Lot Essay
Beautiful in its execution, infamous in the press, and simultaneously nostalgic and repelling with its subject matter, Bea Arthur Naked is among John Currin's early master works. Following his depictions of high school and college teenagers, Currin produced a series of portraits of adult women, from which Bea Arthur emerges. Resulting in a variety of subject matters, this unusual series yielded a lexicon of middle-aged personalities, from a thin regal woman with grey hair, to a serious looking guitar player, and two paintings of twin sisters. Yet, within the series, Bea Arthur Naked has been celebrated as the most sensational and the best. Derived from a photograph, and stripped bare, the artist depicts the star of Maude, the 1970s sitcom about an upper-middle-class, women's activist and suburban wit-rather than Arthur's later incarnation in The Golden Girls.

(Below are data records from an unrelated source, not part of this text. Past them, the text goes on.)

//! The per-turn chat pipeline: screen the input, call the provider once,
//! redact the reply.
//!
//! ```text
//! Received -> InputChecked -> Blocked
//!                          -> Calling -> Failed
//!                                     -> OutputChecked -> Delivered
//! ```
//!
//! Every turn is independent. The only shared state is the immutable denylist
//! and client settings, so one pipeline serves concurrent turns without locks.

use crate::config::Config;
use crate::error::{ErrorKind, TurnError};
use crate::llm::{CompletionClient, HttpTransport, ReqwestTransport, TransportError};
use crate::safety::{self, Denylist};
use serde::Serialize;
use std::sync::Arc;

/// Shown when input is blocked. Never echoes the offending text.
pub const POLICY_VIOLATION_MESSAGE: &str = "Your input violated the moderation policy. \
Please rephrase your question without harmful content.";

pub const EMPTY_INPUT_MESSAGE: &str = "Please provide a valid message";

/// Attached to delivered replies that had denylisted terms redacted.
pub const REDACTION_WARNING: &str = "Response contained inappropriate content (redacted)";

#[derive(Debug, Clone, Copy, PartialEq, Eq, Serialize)]
#[serde(rename_all = "snake_case")]
pub enum TurnOutcome {
    Blocked,
    Delivered,
    Failed,
}

/// Final result of one chat turn.
#[derive(Debug, Clone, PartialEq, Serialize)]
pub struct ChatTurnResult {
    pub outcome: TurnOutcome,
    #[serde(skip_serializing_if = "Option::is_none")]
    pub text: Option<String>,
    #[serde(skip_serializing_if = "Option::is_none")]
    pub warning: Option<String>,
    #[serde(skip_serializing_if = "Option::is_none")]
    pub error: Option<TurnError>,
}

impl ChatTurnResult {
    fn blocked() -> Self {
        Self {
            outcome: TurnOutcome::Blocked,
            text: None,
            warning: None,
            error: Some(TurnError::new(
                ErrorKind::PolicyViolation,
                POLICY_VIOLATION_MESSAGE,
            )),
        }
    }

    pub fn failed(kind: ErrorKind, message: impl Into<String>) -> Self {
        Self {
            outcome: TurnOutcome::Failed,
            text: None,
            warning: None,
            error: Some(TurnError::new(kind, message)),
        }
    }

    fn delivered(text: String, redacted: bool) -> Self {
        Self {
            outcome: TurnOutcome::Delivered,
            text: Some(text),
            warning: redacted.then(|| REDACTION_WARNING.to_string()),
            error: None,
        }
    }

    pub fn error_kind(&self) -> Option<ErrorKind> {
        self.error.as_ref().map(|e| e.kind)
    }
}

pub struct ChatPipeline {
    denylist: Arc<Denylist>,
    client: CompletionClient,
}

impl ChatPipeline {
    pub fn new(config: &Config, transport: Arc<dyn HttpTransport>) -> Self {
        Self {
            denylist: Arc::new(config.denylist.clone()),
            client: CompletionClient::new(config, transport),
        }
    }

    /// Pipeline over the real network, bounded by the configured timeout.
    pub fn from_config(config: &Config) -> Result<Self, TransportError> {
        let transport = ReqwestTransport::new(config.request_timeout)?;
        Ok(Self::new(config, Arc::new(transport)))
    }

    /// Run one turn for `message` and report how it ended.
    pub async fn run_turn(&self, message: &str) -> ChatTurnResult {
        // Received
        if message.trim().is_empty() {
            log::info!("[PIPELINE] Rejected empty input");
            return ChatTurnResult::failed(ErrorKind::EmptyInput, EMPTY_INPUT_MESSAGE);
        }

        // InputChecked
        if safety::check_input(message, &self.denylist).flagged {
            log::info!("[PIPELINE] Blocked input");
            return ChatTurnResult::blocked();
        }

        // Calling
        let reply = match self.client.complete(message).await {
            Ok(reply) => reply,
            Err(e) => {
                log::info!("[PIPELINE] Turn failed ({}): {}", e.kind(), e);
                return ChatTurnResult::failed(e.kind(), e.to_string());
            }
        };

        // OutputChecked
        let moderated = safety::redact(&reply, &self.denylist);
        if moderated.flagged {
            log::info!("[PIPELINE] Delivered with redactions");
        } else {
            log::info!("[PIPELINE] Delivered");
        }
        ChatTurnResult::delivered(moderated.text, moderated.flagged)
    }
}
//! Safety layer: denylist screening on both sides of the provider call.
//!
//! User input is checked before it leaves the process and blocked on a match.
//! Model output is redacted before it reaches the caller and never blocked.

pub mod denylist;
pub mod filter;

pub use denylist::{Denylist, DenylistError};
pub use filter::{check_input, redact, scan, ModerationOutcome, REDACTION_MARKER};
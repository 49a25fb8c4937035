//! Denylist scanning and redaction.
//!
//! `scan` guards user input before it reaches the provider. `redact` rewrites
//! model output before it reaches the user.
//!
//! Matching is plain substring matching, not word-boundary matching, so a term
//! embedded in a longer word still counts ("killer" and "skillset" both match
//! "kill"). Known false-positive source; callers rely on this behavior.

use super::denylist::Denylist;
use regex::Captures;

/// Literal that replaces every denylisted occurrence in model output.
pub const REDACTION_MARKER: &str = "[REDACTED]";

/// Result of running text through one filter stage.
#[derive(Debug, Clone, PartialEq, Eq)]
pub struct ModerationOutcome {
    pub flagged: bool,
    pub text: String,
}

/// True iff any denylist term occurs in `text`, ignoring case.
pub fn scan(text: &str, denylist: &Denylist) -> bool {
    if text.is_empty() {
        return false;
    }
    let lowered = text.to_lowercase();
    denylist.terms().iter().any(|term| lowered.contains(term.as_str()))
}

/// Input-side guard. Never rewrites; `text` is handed back untouched.
pub fn check_input(text: &str, denylist: &Denylist) -> ModerationOutcome {
    let flagged = scan(text, denylist);
    if flagged {
        // Never log the text itself.
        log::info!("[SAFETY] Input matched denylist ({} chars)", text.len());
    }
    ModerationOutcome {
        flagged,
        text: text.to_string(),
    }
}

/// Replace every case-insensitive occurrence of every term with
/// [`REDACTION_MARKER`], applying terms in denylist order.
pub fn redact(text: &str, denylist: &Denylist) -> ModerationOutcome {
    let mut cleaned = text.to_string();
    let mut hits: Vec<(&str, usize)> = Vec::new();

    for (term, pattern) in denylist.patterns() {
        // The regex folds case more loosely than `to_lowercase`; keep only the
        // matches `scan` would also see.
        let mut count = 0;
        let replaced = pattern
            .replace_all(&cleaned, |caps: &Captures<'_>| {
                let found = &caps[0];
                if found.to_lowercase() == term {
                    count += 1;
                    REDACTION_MARKER.to_string()
                } else {
                    found.to_string()
                }
            })
            .into_owned();
        if count > 0 {
            hits.push((term, count));
            cleaned = replaced;
        }
    }

    let flagged = !hits.is_empty();
    if flagged {
        let summary: Vec<String> = hits
            .iter()
            .map(|(term, count)| format!("{} x{}", term, count))
            .collect();
        log::info!("[SAFETY] Redacted {}", summary.join(", "));
    }

    ModerationOutcome {
        flagged,
        text: cleaned,
    }
}
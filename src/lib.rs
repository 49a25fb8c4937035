//! Moderated chat application entry point.
//!
//! This is the shell that wires together:
//! - Configuration (config.rs)
//! - Denylist screening and redaction (safety/)
//! - The chat-completion client (llm/)
//! - The per-turn pipeline (pipeline.rs)
//! - Terminal and HTTP callers (cli.rs, server/)

pub mod cli;
pub mod config;
pub mod error;
pub mod llm;
pub mod pipeline;
pub mod safety;
pub mod server;

pub use config::{Config, ConfigError};
pub use error::{ErrorKind, TurnError};
pub use pipeline::{ChatPipeline, ChatTurnResult, TurnOutcome};

use clap::Parser;
use cli::{Cli, Commands};
use std::io::Write;
use std::net::SocketAddr;
use std::process::ExitCode;
use std::sync::Arc;
use tokio::io::{AsyncBufReadExt, BufReader};

/// Called by the binary.
pub async fn run() -> ExitCode {
    let cli = Cli::parse();
    let default_command = Commands::Chat;
    let command = cli.command.as_ref().unwrap_or(&default_command);

    let default_filter = match command {
        Commands::Serve { .. } => "info",
        _ => "warn",
    };
    env_logger::Builder::from_env(env_logger::Env::default().default_filter_or(default_filter))
        .init();

    let config = match Config::from_env_with(&cli.config_overrides()) {
        Ok(config) => config,
        Err(e) => {
            eprintln!("Configuration error: {}", e);
            return ExitCode::from(1);
        }
    };
    log::debug!("[CONFIG] {:?}", config);

    if !config.has_api_key() {
        eprintln!(
            "WARNING: no API key set. Set MODCHAT_API_KEY or {} before chatting.",
            config.provider.env_key
        );
    }

    let pipeline = match ChatPipeline::from_config(&config) {
        Ok(pipeline) => Arc::new(pipeline),
        Err(e) => {
            eprintln!("Failed to build HTTP client: {}", e);
            return ExitCode::from(1);
        }
    };

    match command {
        Commands::Chat => run_interactive(&pipeline).await,
        Commands::Ask { prompt } => run_single(&pipeline, &prompt.join(" ")).await,
        Commands::Serve { .. } => {
            let addr = SocketAddr::from(([0, 0, 0, 0], config.port));
            match server::serve(addr, pipeline, config.static_dir.as_deref()).await {
                Ok(()) => ExitCode::SUCCESS,
                Err(e) => {
                    log::error!("[SERVER] {}", e);
                    eprintln!("Server error: {}", e);
                    ExitCode::from(1)
                }
            }
        }
    }
}

async fn run_single(pipeline: &ChatPipeline, prompt: &str) -> ExitCode {
    let result = pipeline.run_turn(prompt).await;
    print_turn(&result);
    ExitCode::from(cli::exit_code(&result))
}

async fn run_interactive(pipeline: &ChatPipeline) -> ExitCode {
    println!("Ask me anything. Type 'exit' to quit.\n");
    let mut lines = BufReader::new(tokio::io::stdin()).lines();

    loop {
        print!("You: ");
        let _ = std::io::stdout().flush();

        let line = match lines.next_line().await {
            Ok(Some(line)) => line,
            Ok(None) => break,
            Err(e) => {
                eprintln!("Failed to read input: {}", e);
                return ExitCode::from(1);
            }
        };
        if cli::is_exit_command(&line) {
            break;
        }
        if line.trim().is_empty() {
            continue;
        }

        let result = pipeline.run_turn(&line).await;
        print_turn(&result);
        println!();
    }

    ExitCode::SUCCESS
}

fn print_turn(result: &ChatTurnResult) {
    let rendered = cli::render(result);
    if let Some(err) = rendered.stderr {
        eprintln!("{}", err);
    }
    if let Some(text) = rendered.stdout {
        println!("AI: {}", text);
    }
}
use std::process::ExitCode;

#[tokio::main]
async fn main() -> ExitCode {
    moderated_chat_lib::run().await
}
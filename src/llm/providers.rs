//! Known chat-completion providers: static registry of OpenAI-compatible
//! endpoints.
//!
//! Every preset speaks the same `choices[0].message.content` wire format, so
//! switching provider is purely a matter of endpoint, model and key.

/// Metadata for a supported provider.
#[derive(Debug, Clone)]
pub struct ProviderPreset {
    pub id: &'static str,
    pub name: &'static str,
    pub endpoint: &'static str,
    pub default_model: &'static str,
    /// Environment variable holding this provider's API key.
    pub env_key: &'static str,
    pub max_tokens: u32,
    pub temperature: Option<f32>,
    /// Extra request headers the provider uses for attribution.
    pub extra_headers: &'static [(&'static str, &'static str)],
}

static PROVIDERS: &[ProviderPreset] = &[
    ProviderPreset {
        id: "openrouter",
        name: "OpenRouter",
        endpoint: "https://openrouter.ai/api/v1/chat/completions",
        default_model: "deepseek/deepseek-chat",
        env_key: "OPENROUTER_API_KEY",
        max_tokens: 500,
        temperature: Some(0.7),
        extra_headers: &[
            ("HTTP-Referer", "http://localhost:3000"),
            ("X-Title", "AI Chat Moderation App"),
        ],
    },
    ProviderPreset {
        id: "groq",
        name: "Groq",
        endpoint: "https://api.groq.com/openai/v1/chat/completions",
        default_model: "llama-3.1-8b-instant",
        env_key: "GROQ_API_KEY",
        max_tokens: 500,
        temperature: Some(0.7),
        extra_headers: &[],
    },
    ProviderPreset {
        id: "deepseek",
        name: "DeepSeek",
        endpoint: "https://api.deepseek.com/chat/completions",
        default_model: "deepseek-chat",
        env_key: "DEEPSEEK_API_KEY",
        max_tokens: 512,
        temperature: None,
        extra_headers: &[],
    },
];

/// Return all known providers.
pub fn all_providers() -> &'static [ProviderPreset] {
    PROVIDERS
}

/// The provider used when none is configured.
pub fn default_provider() -> &'static ProviderPreset {
    &PROVIDERS[0] // openrouter
}

/// Look up a provider by ID.
pub fn find_provider(id: &str) -> Option<&'static ProviderPreset> {
    PROVIDERS.iter().find(|p| p.id.eq_ignore_ascii_case(id))
}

Here, the muted palette of warm earth tones, allows the viewer to focus on the sitter's gaze, her smooth skin tone, that enigmatic smile, together with her wonderfully full and expressive eyes. We are familiar with the subject matter but not in the way in which it is handled; Currin mixes nostalgia with provocation.
Recognized as one of the leading figurative painters in contemporary art, Currin's ability to synthesize historical and contemporary styles is unsurpassed. He creates provocative images that examine the tradition of painting and the role of the female nude in art. In Bea Arthur Naked, Currin subtly blends past representational styles with a seductive subject and surface quality that is inarguably of the moment. As Jerry Saltz writes of Currin's work, "The technique brings you in, the historical references get you going, but the opacity keeps you at arm's length" (J. Saltz, "The Redemption of a Breast Man", Village Voice, November 1999, p. 32). Here, the flat precise linear style recalls the rigidness of Otto Dix or Christian Schad, with intimations of Hans Holbein and Albrecht Dürer, and yet her strong, piercing gaze and dark eyes are reminiscent of the confidence of ©Edouard Manet's iconic Olympia.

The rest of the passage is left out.